What Do Cats Drink – Water or Milk?

At a glance

Water makes up 70% of a cat’s body and is vital for survival. Water is essential for many roles which include flushing wastes
from the body, lubricating and cushioning the joints, aiding digestion, keeps eyes, mouth and nose moist, prevents constipation, dissolves minerals to make them accessible to the body, carries oxygen and nutrients to the cells.

What do cats drink?

  • Clean, fresh water for cats and kittens who
    have weaned.
  • Young kittens need milk, either from their
    mother or if orphaned/rejected, a milk supplement (if a foster mother can’t
    be found).

Cats from 5 weeks can drink water although most kittens are still nursing from their mother at this stage, some young kittens have a drink of water too.


 Encouraging your cat to drink water

Cats in the wild receive most of their water intake via their food (a wild rodent or bird). Many people today are feeding their cats dry food, which is easy and convenient. However, it only contains 10% water. Therefore cats need to make up this shortfall by drinking more water.

On hot days, I will sometimes put ice cubes into the water bowl to cool it down further. Or you can rinse out a balloon, half fill it with water and tie a knot in the top. Freeze overnight and then place on a baking tray for your cat to enjoy during the day. Don’t forget, if your cat has access to an outdoor cat enclosure, it is a good idea to provide a second water bowl out there for him to take a drink when he is playing, exploring etc. If you have multiple cats, it is a good idea to have several water dishes.

A sturdy, pottery water dish is the best type of bowl for cats as it is difficult to knock over. These type of dishes keep the water cooler for longer, which is important in the warmer months. The water bowl should be wide enough so that the cat can comfortably drink without the sides touching his whiskers.

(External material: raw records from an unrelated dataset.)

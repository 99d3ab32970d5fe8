//! Search API Adapter Layer
//!
//! Thin blocking HTTP binding for the retrieval service's `/search`,
//! `/health` and `/manual_scrape` endpoints.

use config::ClientConfig;
use error::{Result, SearchError};
use serde::{Deserialize, Serialize};
use std::time::Duration;

/// Body of `POST /search`
#[derive(Debug, Clone, PartialEq, Serialize, Deserialize)]
pub struct SearchRequest {
    pub text: String,
    pub top_k: i64,
    pub threshold: f64,
}

/// One scored hit returned by `/search`
#[derive(Debug, Clone, PartialEq, Serialize, Deserialize)]
pub struct SearchResult {
    pub content: String,
    pub score: f64,
}

#[derive(Debug, Clone, PartialEq, Serialize, Deserialize)]
pub struct HealthStatus {
    pub status: String,
}

impl HealthStatus {
    pub fn is_healthy(&self) -> bool {
        self.status == "healthy"
    }
}

#[derive(Debug, Clone, PartialEq, Serialize, Deserialize)]
pub struct ScrapeAck {
    pub message: String,
}

/// Anything that can answer a search request.
pub trait SearchBackend: Send + Sync {
    fn search(&self, request: &SearchRequest) -> Result<Vec<SearchResult>>;
}

pub struct SearchClient {
    config: ClientConfig,
    http: reqwest::blocking::Client,
}

impl SearchClient {
    pub fn new(config: ClientConfig) -> Result<Self> {
        let http = reqwest::blocking::Client::builder()
            .timeout(Duration::from_secs(config.timeout_secs))
            .build()
            .map_err(|e| SearchError::config(format!("cannot build HTTP client: {}", e)))?;
        Ok(Self { config, http })
    }

    fn url(&self, path: &str) -> String {
        format!("{}/{}", self.config.base_url.trim_end_matches('/'), path)
    }

    /// `GET /health`
    pub fn health(&self) -> Result<HealthStatus> {
        let resp = self
            .http
            .get(self.url("health"))
            .send()
            .map_err(request_error)?;
        read_json(resp)
    }

    /// `POST /manual_scrape`
    pub fn trigger_scrape(&self) -> Result<ScrapeAck> {
        let resp = self
            .http
            .post(self.url("manual_scrape"))
            .send()
            .map_err(request_error)?;
        read_json(resp)
    }
}

impl SearchBackend for SearchClient {
    fn search(&self, request: &SearchRequest) -> Result<Vec<SearchResult>> {
        let url = self.url("search");
        tracing::debug!(
            url = %url,
            user_id = %self.config.user_id,
            top_k = request.top_k,
            threshold = request.threshold,
            "dispatching search"
        );

        let resp = self
            .http
            .post(&url)
            .query(&[("user_id", self.config.user_id.as_str())])
            .json(request)
            .send()
            .map_err(request_error)?;

        let results: Vec<SearchResult> = read_json(resp)?;
        tracing::debug!(count = results.len(), "search returned");
        Ok(results)
    }
}

fn read_json<T: serde::de::DeserializeOwned>(resp: reqwest::blocking::Response) -> Result<T> {
    let status = resp.status();

    if status.as_u16() == 429 {
        return Err(SearchError::RateLimited);
    }
    if !status.is_success() {
        let body = resp.text().unwrap_or_default();
        return Err(SearchError::http(status.as_u16(), body));
    }

    let text = resp.text().map_err(request_error)?;

    serde_json::from_str(&text)
        .map_err(|e| SearchError::parse(format!("unexpected response body: {}; body={}", e, text)))
}

/// Flattens the reqwest error chain so the root cause (e.g. "Connection
/// refused") is part of the rendered message.
fn request_error(err: reqwest::Error) -> SearchError {
    let mut message = err.to_string();
    let mut source = std::error::Error::source(&err);
    while let Some(cause) = source {
        let text = cause.to_string();
        if !message.contains(&text) {
            message.push_str(": ");
            message.push_str(&text);
        }
        source = cause.source();
    }
    if err.is_timeout() {
        message.push_str(" (timed out)");
    }
    SearchError::request(message)
}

  • Some cats don’t like water that is sitting in a bowl. If you have a cat who seems to like drinking from a running tap, a solution that works for many is a cat water fountain. These are electronic devices in which the water re-circulates, oxygenating it and reducing standing time, which leads to stagnation. Some water fountains will also filter the water at the same time. There are several popular brands of water fountains on the market.
  • Move the water bowl. Some cats don’t like their water bowl too close to the food bowl, so try moving it a little further away. Also, make sure it isn’t too close to the litter tray. Cats do not like to eat and drink near where they go to the toilet. They also don’t like their water bowl extremely close to their food bowl.

What shouldn’t cats drink

Most cats have an intolerance to the lactose in cow’s milk and it can cause digestive problems. If you do want to give your cat milk, you can buy specially formulated cat milk from most supermarkets or pet shops. This should be a treat only, and not a part of your cat’s daily fluid intake.

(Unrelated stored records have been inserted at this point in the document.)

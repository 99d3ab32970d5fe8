//! Centralized configuration for docsearch
//!
//! Configuration priority:
//! 1. Environment variables
//! 2. Config file (docsearch.toml in the working directory or
//!    ~/.config/docsearch/config.toml)
//! 3. Default values

use serde::{Deserialize, Serialize};
use std::path::{Path, PathBuf};

pub const CONFIG_FILE_NAME: &str = "docsearch.toml";

pub const ENV_API_BASE: &str = "DOCSEARCH_API_BASE";
pub const ENV_USER_ID: &str = "DOCSEARCH_USER_ID";
pub const ENV_TIMEOUT_SECS: &str = "DOCSEARCH_TIMEOUT_SECS";

// ============================================================================
// Client Configuration
// ============================================================================

/// Where requests go and who they are sent as
#[derive(Debug, Clone, PartialEq, Serialize, Deserialize)]
#[serde(default)]
pub struct ClientConfig {
    /// Base URL of the retrieval service, without a trailing path
    pub base_url: String,

    /// Value of the `user_id` query parameter
    pub user_id: String,

    /// Request timeout in seconds
    pub timeout_secs: u64,
}

impl Default for ClientConfig {
    fn default() -> Self {
        Self {
            base_url: "http://localhost:8000".to_string(),
            user_id: "test_user".to_string(),
            timeout_secs: 30,
        }
    }
}

// ============================================================================
// Search Configuration
// ============================================================================

/// Values used when a numeric form field is left blank
#[derive(Debug, Clone, PartialEq, Serialize, Deserialize)]
#[serde(default)]
pub struct SearchDefaults {
    pub default_top_k: i64,
    pub default_threshold: f64,
}

impl Default for SearchDefaults {
    fn default() -> Self {
        Self {
            default_top_k: 5,
            default_threshold: 0.5,
        }
    }
}

// ============================================================================
// Main Configuration
// ============================================================================

#[derive(Debug, Clone, Default, PartialEq, Serialize, Deserialize)]
pub struct Config {
    #[serde(default)]
    pub client: ClientConfig,

    #[serde(default)]
    pub search: SearchDefaults,
}

impl Config {
    /// Load configuration from a file
    ///
    /// Looks for `docsearch.toml` in the current directory or
    /// `~/.config/docsearch/config.toml`
    pub fn load() -> anyhow::Result<Self> {
        if let Some(config) = Self::load_from(Path::new(CONFIG_FILE_NAME))? {
            return Ok(config);
        }

        if let Some(config_path) = Self::user_config_path() {
            if let Some(config) = Self::load_from(&config_path)? {
                return Ok(config);
            }
        }

        Ok(Self::default())
    }

    /// Parse a single config file. `Ok(None)` when the file does not exist.
    pub fn load_from(path: &Path) -> anyhow::Result<Option<Self>> {
        match std::fs::read_to_string(path) {
            Ok(content) => Ok(Some(Self::from_toml(&content)?)),
            Err(e) if e.kind() == std::io::ErrorKind::NotFound => Ok(None),
            Err(e) => Err(e.into()),
        }
    }

    pub fn from_toml(content: &str) -> anyhow::Result<Self> {
        Ok(toml::from_str(content)?)
    }

    pub fn to_toml(&self) -> anyhow::Result<String> {
        Ok(toml::to_string_pretty(self)?)
    }

    /// Load configuration with overrides from environment variables
    pub fn load_with_env() -> anyhow::Result<Self> {
        let mut config = Self::load()?;
        config.apply_env(|key| std::env::var(key).ok())?;
        Ok(config)
    }

    /// Apply overrides from a variable lookup. Blank values are ignored.
    pub fn apply_env<F>(&mut self, lookup: F) -> anyhow::Result<()>
    where
        F: Fn(&str) -> Option<String>,
    {
        let get = |key: &str| lookup(key).filter(|v| !v.trim().is_empty());

        if let Some(base) = get(ENV_API_BASE) {
            self.client.base_url = base.trim().to_string();
        }

        if let Some(user) = get(ENV_USER_ID) {
            self.client.user_id = user.trim().to_string();
        }

        if let Some(secs) = get(ENV_TIMEOUT_SECS) {
            self.client.timeout_secs = secs.trim().parse().map_err(|_| {
                anyhow::anyhow!("{} must be a whole number of seconds, got {:?}", ENV_TIMEOUT_SECS, secs)
            })?;
        }

        Ok(())
    }

    /// Path of the per-user config file, if a config directory exists
    pub fn user_config_path() -> Option<PathBuf> {
        dirs::config_dir().map(|dir| dir.join("docsearch").join("config.toml"))
    }
}

// ============================================================================
// Tests
// ============================================================================

#[cfg(test)]
mod tests {
    use super::*;
    use std::collections::HashMap;

    #[test]
    fn test_default_config() {
        let config = Config::default();
        assert_eq!(config.client.base_url, "http://localhost:8000");
        assert_eq!(config.client.user_id, "test_user");
        assert_eq!(config.search.default_top_k, 5);
        assert_eq!(config.search.default_threshold, 0.5);
    }

    #[test]
    fn test_partial_file_keeps_defaults() {
        let config = Config::from_toml(
            r#"
            [client]
            user_id = "alice"
            "#,
        )
        .unwrap();
        assert_eq!(config.client.user_id, "alice");
        assert_eq!(config.client.base_url, "http://localhost:8000");
        assert_eq!(config.search, SearchDefaults::default());
    }

    #[test]
    fn test_load_from_file() {
        let dir = tempfile::tempdir().unwrap();
        let path = dir.path().join(CONFIG_FILE_NAME);
        std::fs::write(
            &path,
            "[search]\ndefault_top_k = 10\ndefault_threshold = 0.25\n",
        )
        .unwrap();

        let config = Config::load_from(&path).unwrap().unwrap();
        assert_eq!(config.search.default_top_k, 10);
        assert_eq!(config.search.default_threshold, 0.25);
    }

    #[test]
    fn test_load_from_missing_file() {
        let dir = tempfile::tempdir().unwrap();
        let missing = dir.path().join("nope.toml");
        assert!(Config::load_from(&missing).unwrap().is_none());
    }

    #[test]
    fn test_user_config_path_layout() {
        if let Some(path) = Config::user_config_path() {
            assert!(path.ends_with("docsearch/config.toml"));
        }
    }

    #[test]
    fn test_env_overrides() {
        let vars: HashMap<&str, &str> = [
            (ENV_API_BASE, "http://search.internal:9000"),
            (ENV_USER_ID, "  bob "),
            (ENV_TIMEOUT_SECS, "5"),
        ]
        .into_iter()
        .collect();

        let mut config = Config::default();
        config
            .apply_env(|k| vars.get(k).map(|v| v.to_string()))
            .unwrap();
        assert_eq!(config.client.base_url, "http://search.internal:9000");
        assert_eq!(config.client.user_id, "bob");
        assert_eq!(config.client.timeout_secs, 5);
    }

    #[test]
    fn test_blank_env_is_ignored() {
        let mut config = Config::default();
        config
            .apply_env(|k| (k == ENV_USER_ID).then(|| "   ".to_string()))
            .unwrap();
        assert_eq!(config.client.user_id, "test_user");
    }

    #[test]
    fn test_bad_timeout_is_error() {
        let mut config = Config::default();
        let res = config.apply_env(|k| (k == ENV_TIMEOUT_SECS).then(|| "soon".to_string()));
        assert!(res.is_err());
    }

    #[test]
    fn test_toml_roundtrip_is_loadable() {
        let text = Config::default().to_toml().unwrap();
        assert!(text.contains("[client]"));
        assert_eq!(Config::from_toml(&text).unwrap(), Config::default());
    }
}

It goes without saying that cats should not be given anything to drink other than water or the appropriate type of milk. Fizzy drinks, alcohol, juice, tea, coffee etc., should never be given to your cat.

If you have a fish tank, cover it up. The chemicals in the water are not good for your cat.

Don’t let your cat drink from the toilet bowl. Not only is it at risk of falling in and drowning, but the chemicals and bacteria will make your cat sick.


Fresh, clean water is the only drink a cat over 8 weeks of age requires. If you choose to give your cat milk, it is still important to provide him with fresh water in addition to the milk and only give milk as an occasional treat. Discard any remaining milk after 30-60 minutes. Leave water out at all times.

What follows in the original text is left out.